MATERIAL PROVIDED:
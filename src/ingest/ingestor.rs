use std::path::Path;

use super::parser::{parse_output_line, ParsedLine};
use super::sink::AnnotationSink;
use crate::error::{PipelineError, Result};
use crate::events::{PipelineEvent, PipelineObserver, SkipReason};
use crate::file_layout::{indexed_files, parse_output_index};

/// Counts from one ingestion run
#[derive(Debug, Clone, Copy, Default, PartialEq, Eq)]
pub struct IngestSummary {
    pub files: usize,
    pub annotations: usize,
    pub sentinels: usize,
    pub malformed: usize,
    pub unparseable: usize,
    pub error_lines: usize,
}

impl IngestSummary {
    pub fn rows_inserted(&self) -> usize {
        self.annotations + self.sentinels
    }

    pub fn skipped(&self) -> usize {
        self.malformed + self.unparseable + self.error_lines
    }

    fn count_skip(&mut self, reason: &SkipReason) {
        match reason {
            SkipReason::Malformed(_) => self.malformed += 1,
            SkipReason::Unparseable => self.unparseable += 1,
            SkipReason::ErrorReported => self.error_lines += 1,
        }
    }
}

/// Insert the results of every `output<N>` file in `outputs_dir`
///
/// Files are processed in index order, lines in file order, one insert per
/// parsed line. Lines that do not parse are reported and skipped. A sink
/// error stops the run; rows already inserted stay inserted.
pub async fn ingest_outputs(
    outputs_dir: &Path,
    sink: &dyn AnnotationSink,
    observer: &dyn PipelineObserver,
) -> Result<IngestSummary> {
    crate::log_pipeline!(info, "Started ingesting outputs", directory: outputs_dir);

    let mut summary = IngestSummary::default();

    for (_, path) in indexed_files(outputs_dir, parse_output_index)? {
        observer.on_event(&PipelineEvent::IngestFileStarted { path: path.clone() });

        let bytes = tokio::fs::read(&path)
            .await
            .map_err(|e| PipelineError::io(&path, e))?;
        let content = String::from_utf8_lossy(&bytes);
        let before = summary.rows_inserted();

        for (offset, line) in content.lines().enumerate() {
            match parse_output_line(line) {
                ParsedLine::Annotation(record) => {
                    sink.insert_annotation(&record).await?;
                    summary.annotations += 1;
                }
                ParsedLine::NoTermsSuggested(sentinel) => {
                    sink.insert_sentinel(&sentinel).await?;
                    summary.sentinels += 1;
                }
                ParsedLine::Blank => {}
                ParsedLine::Skipped(reason) => {
                    summary.count_skip(&reason);
                    observer.on_event(&PipelineEvent::LineSkipped {
                        path: path.clone(),
                        line_number: offset + 1,
                        reason,
                    });
                }
            }
        }

        summary.files += 1;
        observer.on_event(&PipelineEvent::IngestFileFinished {
            path,
            rows_inserted: summary.rows_inserted() - before,
        });
    }

    crate::log_pipeline!(info, "Finished ingesting outputs",
        directory: outputs_dir,
        files: summary.files,
        rows_inserted: summary.rows_inserted(),
        skipped: summary.skipped()
    );

    Ok(summary)
}

#[cfg(test)]
mod tests {
    use super::*;
    use crate::events::RecordingObserver;
    use crate::ingest::MemoryAnnotationSink;
    use crate::models::{AnnotationRecord, SentinelRow};
    use async_trait::async_trait;
    use std::fs;
    use tempfile::TempDir;

    struct FailingSink;

    #[async_trait]
    impl AnnotationSink for FailingSink {
        async fn insert_annotation(&self, _record: &AnnotationRecord) -> Result<()> {
            Err(PipelineError::DatabaseError("connection reset".to_string()))
        }

        async fn insert_sentinel(&self, _sentinel: &SentinelRow) -> Result<()> {
            Err(PipelineError::DatabaseError("connection reset".to_string()))
        }
    }

    #[tokio::test]
    async fn test_files_are_ingested_in_index_order() {
        let temp_dir = TempDir::new().unwrap();
        fs::write(
            temp_dir.path().join("output10"),
            "\"10\"|Neoplasms|C0027651|700|MH||x|C04|D009369\n",
        )
        .unwrap();
        fs::write(temp_dir.path().join("output2"), "\"2\"||||\n").unwrap();
        fs::write(temp_dir.path().join("errors12_2"), "\"99\"||||\n").unwrap();
        let sink = MemoryAnnotationSink::new();
        let observer = RecordingObserver::new();

        let summary = ingest_outputs(temp_dir.path(), &sink, &observer).await.unwrap();

        let ids: Vec<i64> = sink.rows().iter().map(|row| row.assay_id).collect();
        assert_eq!(ids, vec![2, 10]);
        assert_eq!(summary.files, 2);
        assert_eq!(summary.annotations, 1);
        assert_eq!(summary.sentinels, 1);
    }

    #[tokio::test]
    async fn test_sink_error_stops_ingestion() {
        let temp_dir = TempDir::new().unwrap();
        fs::write(temp_dir.path().join("output1"), "\"1\"||||\n").unwrap();

        let result = ingest_outputs(temp_dir.path(), &FailingSink, &RecordingObserver::new()).await;

        assert!(matches!(result, Err(PipelineError::DatabaseError(_))));
    }

    #[tokio::test]
    async fn test_missing_directory_is_an_error() {
        let temp_dir = TempDir::new().unwrap();

        let result = ingest_outputs(
            &temp_dir.path().join("0042"),
            &MemoryAnnotationSink::new(),
            &RecordingObserver::new(),
        )
        .await;

        assert!(matches!(result, Err(PipelineError::Io { .. })));
    }
}
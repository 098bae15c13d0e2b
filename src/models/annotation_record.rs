use serde::{Deserialize, Serialize};
use sqlx::FromRow;

/// Descriptor placeholder stored for assays without suggested terms
pub const NOT_APPLICABLE_DESCRIPTOR: &str = "not applicable";

/// Comment stored for assays without suggested terms
pub const NO_TERMS_SUGGESTED: &str = "no terms suggested";

/// AnnotationRecord is one MeSH term suggested for one assay
/// Maps to a row of the configured annotation table
#[derive(Debug, Clone, PartialEq, Eq, Serialize, Deserialize)]
pub struct AnnotationRecord {
    pub assay_id: i64,
    pub descriptor_ui: String,
    pub descriptor_text: String,
    pub umls_id: String,
    pub score: i32,
    pub term_type: String,
    pub misc: String,
    pub paths: String,
    pub comments: Option<String>,
}

/// Marks an assay for which the indexer suggested no terms
#[derive(Debug, Clone, Copy, PartialEq, Eq, Serialize, Deserialize)]
pub struct SentinelRow {
    pub assay_id: i64,
}

impl SentinelRow {
    pub fn new(assay_id: i64) -> Self {
        Self { assay_id }
    }

    pub fn descriptor_ui(&self) -> &'static str {
        NOT_APPLICABLE_DESCRIPTOR
    }

    pub fn comments(&self) -> &'static str {
        NO_TERMS_SUGGESTED
    }
}

/// A stored annotation row as read back from the database
///
/// Sentinel rows leave every column except `assay_id`, `descriptor_ui` and
/// `comments` NULL, hence the options.
#[derive(Debug, Clone, PartialEq, Eq, Serialize, Deserialize, FromRow)]
pub struct AnnotationRow {
    pub assay_id: i64,
    pub descriptor_ui: Option<String>,
    pub descriptor_text: Option<String>,
    pub umls_id: Option<String>,
    pub score: Option<i32>,
    pub term_type: Option<String>,
    pub misc: Option<String>,
    pub paths: Option<String>,
    pub comments: Option<String>,
}

impl AnnotationRow {
    pub fn is_sentinel(&self) -> bool {
        self.comments.as_deref() == Some(NO_TERMS_SUGGESTED)
    }
}

impl From<&AnnotationRecord> for AnnotationRow {
    fn from(record: &AnnotationRecord) -> Self {
        Self {
            assay_id: record.assay_id,
            descriptor_ui: Some(record.descriptor_ui.clone()),
            descriptor_text: Some(record.descriptor_text.clone()),
            umls_id: Some(record.umls_id.clone()),
            score: Some(record.score),
            term_type: Some(record.term_type.clone()),
            misc: Some(record.misc.clone()),
            paths: Some(record.paths.clone()),
            comments: record.comments.clone(),
        }
    }
}

impl From<&SentinelRow> for AnnotationRow {
    fn from(sentinel: &SentinelRow) -> Self {
        Self {
            assay_id: sentinel.assay_id,
            descriptor_ui: Some(sentinel.descriptor_ui().to_string()),
            descriptor_text: None,
            umls_id: None,
            score: None,
            term_type: None,
            misc: None,
            paths: None,
            comments: Some(sentinel.comments().to_string()),
        }
    }
}
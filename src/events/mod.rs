//! # Pipeline Events
//!
//! Every pipeline component reports what it did through an injected
//! [`PipelineObserver`] instead of writing to a process-wide logger directly.
//! [`TracingObserver`] forwards events to `tracing`; [`RecordingObserver`]
//! keeps them in memory so callers and tests can inspect a run.

pub mod observer;

pub use observer::{
    PipelineEvent, PipelineObserver, RecordingObserver, SkipReason, TracingObserver,
};
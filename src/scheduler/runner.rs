use async_trait::async_trait;
use parking_lot::Mutex;
use std::process::Stdio;
use tokio::process::Command;

use super::command::SchedulerCommand;
use crate::error::{PipelineError, Result};

/// Runs scheduler commands
///
/// Returns the process exit code (`None` when killed by a signal). Only a
/// failure to start the process is an error; what the scheduler does with
/// the job afterwards is not observable here.
#[async_trait]
pub trait CommandRunner: Send + Sync {
    async fn run(&self, command: &SchedulerCommand) -> Result<Option<i32>>;

    /// Whether the job's output and error directories must exist before `run`
    fn needs_job_directories(&self) -> bool {
        true
    }
}

/// Spawns the scheduler as a child process and waits for it to exit
#[derive(Debug, Clone, Copy, Default)]
pub struct ProcessRunner;

#[async_trait]
impl CommandRunner for ProcessRunner {
    async fn run(&self, command: &SchedulerCommand) -> Result<Option<i32>> {
        crate::log_pipeline!(debug, "Spawning scheduler", command: command.to_string());

        let output = Command::new(&command.program)
            .args(&command.args)
            .stdin(Stdio::null())
            .stdout(Stdio::piped())
            .stderr(Stdio::piped())
            .output()
            .await
            .map_err(|e| {
                PipelineError::SchedulerError(format!(
                    "failed to start '{}': {e}",
                    command.program
                ))
            })?;

        let stdout = String::from_utf8_lossy(&output.stdout);
        let stderr = String::from_utf8_lossy(&output.stderr);
        crate::log_pipeline!(debug, "Scheduler finished",
            exit_code: output.status.code(),
            stdout: stdout.trim(),
            stderr: stderr.trim()
        );

        Ok(output.status.code())
    }
}

/// Records commands instead of running them
///
/// Every command "exits" with `exit_code`. Used for dry runs and tests.
#[derive(Debug)]
pub struct RecordingRunner {
    exit_code: Option<i32>,
    needs_job_directories: bool,
    commands: Mutex<Vec<SchedulerCommand>>,
}

impl RecordingRunner {
    pub fn new() -> Self {
        Self::with_exit_code(Some(0))
    }

    pub fn with_exit_code(exit_code: Option<i32>) -> Self {
        Self {
            exit_code,
            needs_job_directories: true,
            commands: Mutex::new(Vec::new()),
        }
    }

    /// A runner that leaves the filesystem untouched
    pub fn dry_run() -> Self {
        Self {
            needs_job_directories: false,
            ..Self::new()
        }
    }

    pub fn commands(&self) -> Vec<SchedulerCommand> {
        self.commands.lock().clone()
    }
}

impl Default for RecordingRunner {
    fn default() -> Self {
        Self::new()
    }
}

#[async_trait]
impl CommandRunner for RecordingRunner {
    async fn run(&self, command: &SchedulerCommand) -> Result<Option<i32>> {
        self.commands.lock().push(command.clone());
        Ok(self.exit_code)
    }

    fn needs_job_directories(&self) -> bool {
        self.needs_job_directories
    }
}

#[cfg(test)]
mod tests {
    use super::*;
    use crate::scheduler::command::JobArraySpec;

    fn command(program: &str, args: &[&str]) -> SchedulerCommand {
        SchedulerCommand {
            program: program.to_string(),
            args: args.iter().map(|a| a.to_string()).collect(),
            job_spec: JobArraySpec::Range { first: 1, last: 1 },
        }
    }

    #[tokio::test]
    async fn test_process_runner_reports_exit_code() {
        let runner = ProcessRunner;

        let ok = runner.run(&command("sh", &["-c", "exit 0"])).await.unwrap();
        assert_eq!(ok, Some(0));

        let failed = runner.run(&command("sh", &["-c", "exit 3"])).await.unwrap();
        assert_eq!(failed, Some(3));
    }

    #[tokio::test]
    async fn test_process_runner_missing_program() {
        let result = ProcessRunner
            .run(&command("definitely-not-a-scheduler-binary", &[]))
            .await;

        assert!(matches!(result, Err(PipelineError::SchedulerError(_))));
    }

    #[tokio::test]
    async fn test_recording_runner() {
        let runner = RecordingRunner::with_exit_code(Some(255));

        let code = runner.run(&command("bsub", &["-J", "x[1-1]%1"])).await.unwrap();

        assert_eq!(code, Some(255));
        assert_eq!(runner.commands().len(), 1);
        assert_eq!(runner.commands()[0].args[1], "x[1-1]%1");
    }

    #[test]
    fn test_only_dry_run_skips_job_directories() {
        assert!(ProcessRunner.needs_job_directories());
        assert!(RecordingRunner::new().needs_job_directories());
        assert!(!RecordingRunner::dry_run().needs_job_directories());
    }
}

YOUR GOAL: Once you have read through the entries, say how many of their lines include the string "piped" and give nothing but that number.

RESPONSE BELOW: 2